思路:
\(ans=\sum_{i \in \{x|n\%x=0\}}\phi(\frac{n}{i})\)
证明:
设\(M=it\)
\(\Rightarrow t \leq \frac{n}{i} \And (\frac{n}{i},t)=1\)
\(So\ \ t\)的可行数量为\(\phi(\frac{n}{i})\)
答案为\(ans=\sum_{i \in \{x|n\%x=0\}}\phi(\frac{n}{i})\)

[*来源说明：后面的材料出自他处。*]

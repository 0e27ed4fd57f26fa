//! Integration tests for CloudCRM Pro.
//!
//! # Running Tests
//!
//! ```bash
//! # Database-level workflow tests (self-contained, in-memory SQLite)
//! cargo test -p cloudcrm-integration-tests
//!
//! # Live smoke tests against a running server
//! cargo run -p cloudcrm-server &
//! CLOUDCRM_BASE_URL=http://localhost:8080 \
//! CLOUDCRM_TEST_EMAIL=admin@example.com \
//! CLOUDCRM_TEST_PASSWORD=... \
//! cargo test -p cloudcrm-integration-tests -- --ignored
//! ```
//!
//! # Test Categories
//!
//! - `server_workflows` - Repository and service flows over a real schema
//! - `server_live` - HTTP smoke tests against a running server (ignored by
//!   default)

#![cfg_attr(not(test), forbid(unsafe_code))]

use reqwest::Client;
use serde_json::json;

/// Base URL for the CloudCRM server (configurable via environment).
#[must_use]
pub fn base_url() -> String {
    std::env::var("CLOUDCRM_BASE_URL").unwrap_or_else(|_| "http://localhost:8080".to_string())
}

/// Operator credentials for live tests, from the environment.
#[must_use]
pub fn test_credentials() -> (String, String) {
    let email =
        std::env::var("CLOUDCRM_TEST_EMAIL").unwrap_or_else(|_| "admin@example.com".to_string());
    let password = std::env::var("CLOUDCRM_TEST_PASSWORD").unwrap_or_default();
    (email, password)
}

/// A cookie-holding client with no session.
///
/// # Panics
///
/// Panics if the TLS backend cannot be initialized.
#[must_use]
pub fn anonymous_client() -> Client {
    Client::builder()
        .cookie_store(true)
        .build()
        .expect("Failed to create HTTP client")
}

/// Log in with the environment credentials and return a client holding the
/// session cookie.
///
/// # Panics
///
/// Panics if the server is unreachable or the credentials are refused.
pub async fn authenticated_client() -> Client {
    let client = anonymous_client();
    let (email, password) = test_credentials();

    let resp = client
        .post(format!("{}/api/auth/login", base_url()))
        .json(&json!({ "email": email, "password": password }))
        .send()
        .await
        .expect("Failed to reach server, is it running?");
    assert!(
        resp.status().is_success(),
        "Login failed for {email}: {}",
        resp.status()
    );

    client
}
//! Session-related types for operator authentication.

use uuid::Uuid;

use super::user::User;

/// The authenticated operator attached to a request.
///
/// Built by the auth extractors from the cookie session plus a fresh read of
/// the `users` and `sessions` tables, so suspension and revocation take
/// effect on the next request.
#[derive(Debug, Clone)]
pub struct CurrentUser {
    /// The operator, freshly loaded.
    pub user: User,
    /// UUID of the session row backing this login.
    pub session_id: Uuid,
}

/// Session keys for operator authentication data.
pub mod keys {
    /// Key for the logged-in operator's user ID.
    pub const USER_ID: &str = "user_id";

    /// Key for the UUID of the `sessions` row created at login.
    pub const SESSION_ID: &str = "session_record_id";
}
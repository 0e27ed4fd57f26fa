//! Rate limiting middleware using governor and `tower_governor`.
//!
//! Only the login endpoint is limited. Keys are client IPs taken from
//! proxy headers, falling back to the socket peer address.

use std::net::{IpAddr, SocketAddr};
use std::sync::Arc;

use axum::extract::ConnectInfo;
use axum::http::{HeaderMap, Request};
use axum::response::IntoResponse;
use governor::clock::QuantaInstant;
use governor::middleware::NoOpMiddleware;
use tower_governor::{GovernorError, GovernorLayer, governor::GovernorConfigBuilder};

use crate::error::AppError;

fn forwarded_ip(headers: &HeaderMap) -> Option<IpAddr> {
    // X-Forwarded-For carries the original client first in the chain
    if let Some(ip) = headers
        .get("x-forwarded-for")
        .and_then(|v| v.to_str().ok())
        .and_then(|s| s.split(',').next())
        .and_then(|s| s.trim().parse::<IpAddr>().ok())
    {
        return Some(ip);
    }

    headers
        .get("x-real-ip")
        .and_then(|v| v.to_str().ok())
        .and_then(|s| s.trim().parse::<IpAddr>().ok())
}

/// Key extractor that prefers proxy headers and falls back to the peer
/// address from `ConnectInfo`.
#[derive(Clone, Copy)]
pub struct ClientIpKeyExtractor;

impl tower_governor::key_extractor::KeyExtractor for ClientIpKeyExtractor {
    type Key = IpAddr;

    fn extract<T>(&self, req: &Request<T>) -> Result<Self::Key, GovernorError> {
        if let Some(ip) = forwarded_ip(req.headers()) {
            return Ok(ip);
        }

        req.extensions()
            .get::<ConnectInfo<SocketAddr>>()
            .map(|ConnectInfo(addr)| addr.ip())
            .ok_or(GovernorError::UnableToExtractKey)
    }
}

/// Rate limiter layer type for Axum.
pub type RateLimiterLayer =
    GovernorLayer<ClientIpKeyExtractor, NoOpMiddleware<QuantaInstant>, axum::body::Body>;

/// Create the rate limiter for the login endpoint: sustained 2 requests
/// per second per IP with a burst of 5. Limited requests get the API's
/// JSON error shape with status 429.
///
/// # Panics
///
/// This function will not panic. The configuration uses only valid positive
/// integers (`per_millisecond(500)` and `burst_size(5)`), which are always
/// accepted by `GovernorConfigBuilder`.
#[must_use]
pub fn login_rate_limiter() -> RateLimiterLayer {
    let config = GovernorConfigBuilder::default()
        .key_extractor(ClientIpKeyExtractor)
        .per_millisecond(500) // Replenish 1 token every 500ms (2/second)
        .burst_size(5)
        .finish()
        .expect("rate limiter config with per_millisecond(500) and burst_size(5) is valid");
    GovernorLayer::new(Arc::new(config)).error_handler(|_| AppError::RateLimited.into_response())
}

/// Best-effort client IP for audit records, from the same sources the rate
/// limiter keys on.
#[must_use]
pub fn client_ip(headers: &HeaderMap, peer: SocketAddr) -> IpAddr {
    forwarded_ip(headers).unwrap_or_else(|| peer.ip())
}

#[cfg(test)]
#[allow(clippy::unwrap_used)]
mod tests {
    use super::*;
    use axum::http::HeaderValue;

    #[test]
    fn test_forwarded_ip_prefers_first_in_chain() {
        let mut headers = HeaderMap::new();
        headers.insert(
            "x-forwarded-for",
            HeaderValue::from_static("203.0.113.7, 10.0.0.1"),
        );
        headers.insert("x-real-ip", HeaderValue::from_static("10.0.0.2"));

        assert_eq!(forwarded_ip(&headers), Some("203.0.113.7".parse().unwrap()));
    }

    #[test]
    fn test_forwarded_ip_falls_back_to_real_ip() {
        let mut headers = HeaderMap::new();
        headers.insert("x-real-ip", HeaderValue::from_static("198.51.100.4"));

        assert_eq!(forwarded_ip(&headers), Some("198.51.100.4".parse().unwrap()));
    }

    #[test]
    fn test_client_ip_uses_peer_without_headers() {
        let peer: SocketAddr = "192.0.2.9:4431".parse().unwrap();
        assert_eq!(client_ip(&HeaderMap::new(), peer), peer.ip());
    }

    #[test]
    fn test_garbage_header_is_ignored() {
        let mut headers = HeaderMap::new();
        headers.insert("x-forwarded-for", HeaderValue::from_static("not-an-ip"));
        assert_eq!(forwarded_ip(&headers), None);
    }
}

\(\mathfrak{Talk\ is\ cheap,show\ you\ the\ code.}\)
#include<cstdio>
#include<cmath>
#include<algorithm>
using namespace std;
# define Type template<typename T>
# define read read1<int>()
Type inline T read1()
{
T t=0;
bool ty=0;
char k;
do k=getchar(),(k=='-')&&(ty=1);while('0'>k||k>'9');
do t=(t<<3)+(t<<1)+(k^'0'),k=getchar();while('0'<=k&&k<='9');
return ty?-t:t;
}
# define int long long
# define fre(k) freopen(k".in","r",stdin);freopen(k".out","w",stdout)
int work(int n)
{
int tn=n;
for(int i=2;i*i<=n;++i)
if(!(n%i))
{
while(!(n%i))n/=i;
tn=tn/i*(i-1);
}
if(n!=1)tn=tn/n*(n-1);
return tn;
}
signed main()
{
for(int T=read;T--;)
{
int s=read,m=read,ans=0;
for(int i=1;i*i<=s;++i)
if(!(s%i))
if(i*i==s&&i>=m)ans+=work(i);
else
{
if(i>=m)ans+=work(s/i);
if(s/i>=m)ans+=work(i);
}
printf("%lld\n",ans);
}
return 0;
}